Серафима неспешно и со вкусом[29] промычала «сам дурак» и принялась за следующий номер программы — загадочные жесты руками.
Еще минута.
НУ ГДЕ ИХ НОСИТ?!..
— Чё ты мне тут граблями машешь, чучело! — продрал, в конце концов, замусоренные очи обладатель палицы и сразу же перешел к операции возмездия. — У-у-у, убил бы!..
«И что тебе мешает?» — издевательски и абсолютно безнаказанно промычала жертва, но бандиту провокации и не требовались.
— А ну, снимай тулуп, идиётина! Чё под низом прячешь, кажи! — ухватил он ее за воротник и попытался запустить руку за пазуху.
Ах, так…
Скорбно сморщившись, царевна затрясла головой, прикрыла грудь руками и несколько раз потыкала пальцем в кусты.
— Чеканутая, а стешняется, — загоготал меченосец. — Иди, она тебе покажет, чего прячет!
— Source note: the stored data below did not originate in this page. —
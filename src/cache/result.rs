//! Result of a strategy run, including where the response came from.

use chrono::{DateTime, Utc};

use crate::classify::Classification;
use crate::http::Response;

/// A response handed back to the host, with metadata about its source.
#[derive(Debug, Clone)]
pub struct FetchResult {
  /// The response the caller sees
  pub response: Response,
  /// Where the response came from
  pub source: ResponseSource,
  /// How the request was classified
  pub classification: Classification,
  /// When the response was cached (if from cache)
  pub cached_at: Option<DateTime<Utc>>,
}

impl FetchResult {
  /// A fresh response from the network.
  pub fn from_network(response: Response, classification: Classification) -> Self {
    Self {
      response,
      source: ResponseSource::Network,
      classification,
      cached_at: None,
    }
  }

  /// A cache hit served without touching the network.
  pub fn from_cache(
    response: Response,
    cached_at: DateTime<Utc>,
    classification: Classification,
  ) -> Self {
    Self {
      response,
      source: ResponseSource::Cache,
      classification,
      cached_at: Some(cached_at),
    }
  }

  /// A cached response served because the network failed.
  pub fn offline(
    response: Response,
    cached_at: DateTime<Utc>,
    classification: Classification,
  ) -> Self {
    Self {
      response,
      source: ResponseSource::Offline,
      classification,
      cached_at: Some(cached_at),
    }
  }
}

/// Indicates where a response came from.
#[derive(Debug, Clone, Copy, PartialEq, Eq)]
pub enum ResponseSource {
  /// Fresh data from network
  Network,
  /// Cache-first hit, no network round trip
  Cache,
  /// Network unavailable, serving the last cached snapshot
  Offline,
}
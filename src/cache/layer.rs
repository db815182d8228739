//! Fetch strategy engine: picks a strategy per classification and keeps the
//! cache up to date as a side effect.

use std::sync::Arc;
use tokio_util::sync::CancellationToken;
use tokio_util::task::TaskTracker;
use tracing::{debug, info, warn};
use url::Url;

use super::result::FetchResult;
use super::storage::{CacheStorage, CachedResponse};
use crate::classify::{Classification, Classifier};
use crate::error::{OfflineError, OfflineResult};
use crate::http::{Request, RequestKey, Response};
use crate::network::Network;
use crate::queue::MutationQueue;

/// Shell documents tried, in order, when an offline navigation misses.
const SHELL_FALLBACKS: &[&str] = &["/index.html", "/"];

/// Routes every intercepted request through the right strategy.
///
/// Cache writes are detached: the response is returned as soon as it
/// arrives and the store happens on a tracked background task.
pub struct FetchEngine {
  classifier: Classifier,
  /// Current cache generation
  generation: String,
  cache: Arc<dyn CacheStorage>,
  network: Arc<dyn Network>,
  queue: Arc<dyn MutationQueue>,
  writes: TaskTracker,
}

impl FetchEngine {
  pub fn new(
    classifier: Classifier,
    generation: impl Into<String>,
    cache: Arc<dyn CacheStorage>,
    network: Arc<dyn Network>,
    queue: Arc<dyn MutationQueue>,
  ) -> Self {
    Self {
      classifier,
      generation: generation.into(),
      cache,
      network,
      queue,
      writes: TaskTracker::new(),
    }
  }

  pub fn classifier(&self) -> &Classifier {
    &self.classifier
  }

  /// Handle one intercepted request.
  ///
  /// Errors that have a cache fallback never reach the caller; everything
  /// else comes back exactly as the network reported it.
  pub async fn handle(
    &self,
    request: &Request,
    cancel: &CancellationToken,
  ) -> OfflineResult<FetchResult> {
    let classification = self.classifier.classify(request);
    debug!(method = %request.method, url = %request.url, ?classification, "fetch");

    match classification {
      Classification::Ignore => {
        let response = self.send(request, cancel).await?;
        Ok(FetchResult::from_network(response, classification))
      }
      Classification::Mutation => self.mutate(request, cancel).await,
      Classification::ApiRead => self.network_first(request, classification, cancel).await,
      Classification::StaticAsset | Classification::Navigation => {
        self.cache_first(request, classification, cancel).await
      }
    }
  }

  /// Wait for every background cache write started so far.
  pub async fn settle(&self) {
    self.writes.close();
    self.writes.wait().await;
    self.writes.reopen();
  }

  /// Network first, cached snapshot for the exact key when offline.
  async fn network_first(
    &self,
    request: &Request,
    classification: Classification,
    cancel: &CancellationToken,
  ) -> OfflineResult<FetchResult> {
    let key = cache_key(request)?;

    match self.send(request, cancel).await {
      Ok(response) => {
        if response.is_success() {
          self.store_detached(key, response.clone());
        }
        Ok(FetchResult::from_network(response, classification))
      }
      Err(e) if e.is_transport() => match self.lookup(&key) {
        Some(cached) => {
          info!(url = %request.url, "network unavailable, serving cached response");
          Ok(FetchResult::offline(
            cached.response,
            cached.cached_at,
            classification,
          ))
        }
        None => Err(e),
      },
      Err(e) => Err(e),
    }
  }

  /// Cache first, network on a miss.
  async fn cache_first(
    &self,
    request: &Request,
    classification: Classification,
    cancel: &CancellationToken,
  ) -> OfflineResult<FetchResult> {
    let key = cache_key(request)?;

    if let Some(cached) = self.lookup(&key) {
      return Ok(FetchResult::from_cache(
        cached.response,
        cached.cached_at,
        classification,
      ));
    }

    match self.send(request, cancel).await {
      Ok(response) => {
        if response.is_success() {
          self.store_detached(key, response.clone());
        }
        Ok(FetchResult::from_network(response, classification))
      }
      Err(e) if e.is_transport() && classification == Classification::Navigation => {
        match self.shell_fallback(&request.url) {
          Some(result) => Ok(result),
          None => Err(e),
        }
      }
      Err(e) => Err(e),
    }
  }

  /// Forward a mutation; queue it for replay if it never reached the API.
  ///
  /// The caller still sees the failure: queueing is a side channel. A
  /// response that broke off after its status is not queued, the server
  /// already has the request.
  async fn mutate(
    &self,
    request: &Request,
    cancel: &CancellationToken,
  ) -> OfflineResult<FetchResult> {
    match self.send(request, cancel).await {
      Ok(response) => Ok(FetchResult::from_network(response, Classification::Mutation)),
      Err(e) if e.is_network() => {
        match self.queue.enqueue(request) {
          Ok(id) => {
            info!(id, method = %request.method, url = %request.url, "queued mutation for background sync")
          }
          Err(qe) => warn!(error = %qe, url = %request.url, "failed to queue mutation"),
        }
        Err(e)
      }
      Err(e) => Err(e),
    }
  }

  async fn send(&self, request: &Request, cancel: &CancellationToken) -> OfflineResult<Response> {
    tokio::select! {
      biased;
      _ = cancel.cancelled() => Err(OfflineError::Cancelled),
      result = self.network.send(request) => result,
    }
  }

  /// Cache lookup in the current generation. A broken cache reads as a miss.
  fn lookup(&self, key: &RequestKey) -> Option<CachedResponse> {
    match self.cache.get(&self.generation, key) {
      Ok(hit) => hit,
      Err(e) => {
        warn!(error = %e, url = key.url(), "cache lookup failed");
        None
      }
    }
  }

  fn shell_fallback(&self, url: &Url) -> Option<FetchResult> {
    SHELL_FALLBACKS.iter().find_map(|path| {
      let shell = url.join(path).ok()?;
      let cached = self.lookup(&RequestKey::for_url(&shell))?;
      info!(url = %url, shell = %shell, "offline navigation, serving app shell");
      Some(FetchResult::offline(
        cached.response,
        cached.cached_at,
        Classification::Navigation,
      ))
    })
  }

  fn store_detached(&self, key: RequestKey, response: Response) {
    let cache = Arc::clone(&self.cache);
    let generation = self.generation.clone();
    self.writes.spawn_blocking(move || {
      if let Err(e) = cache.put(&generation, &key, &response) {
        warn!(error = %e, url = key.url(), "failed to store response in cache");
      }
    });
  }
}

fn cache_key(request: &Request) -> OfflineResult<RequestKey> {
  RequestKey::for_request(request)
    .ok_or_else(|| OfflineError::InvalidRequest(format!("{} is not cacheable", request.method)))
}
А потом и я погляжу!
Жертва энергично закивала и замычала в неистовом одобрении.
Воодушевленный таким поворотом событий, разбойник ухмыльнулся, подхватил с телеги палицу для солидности и, не выпуская воротника из кулака, потащил добычу в укрытие.
Оказалось, что прятала Серафима засапожный нож.
Но, вопреки данному обещанию, разглядывать его бандит не стал, потому что, едва скрывшись из виду многозначительно гогочущего товарища, быстро и тихо перешел в лучший из миров.
Нетерпеливо переминающийся с ноги на ногу и заинтересованно поглядывающий в вечнозеленые и вечноколючие заросли меченосец к удивлению своему увидел, как из-за веток выглянула сумасшедшая девица в расстегнутом тулупе, начала было призывно разматывать свою юбку странной конструкции, успешно дошла до третьего витка и вдруг пропала.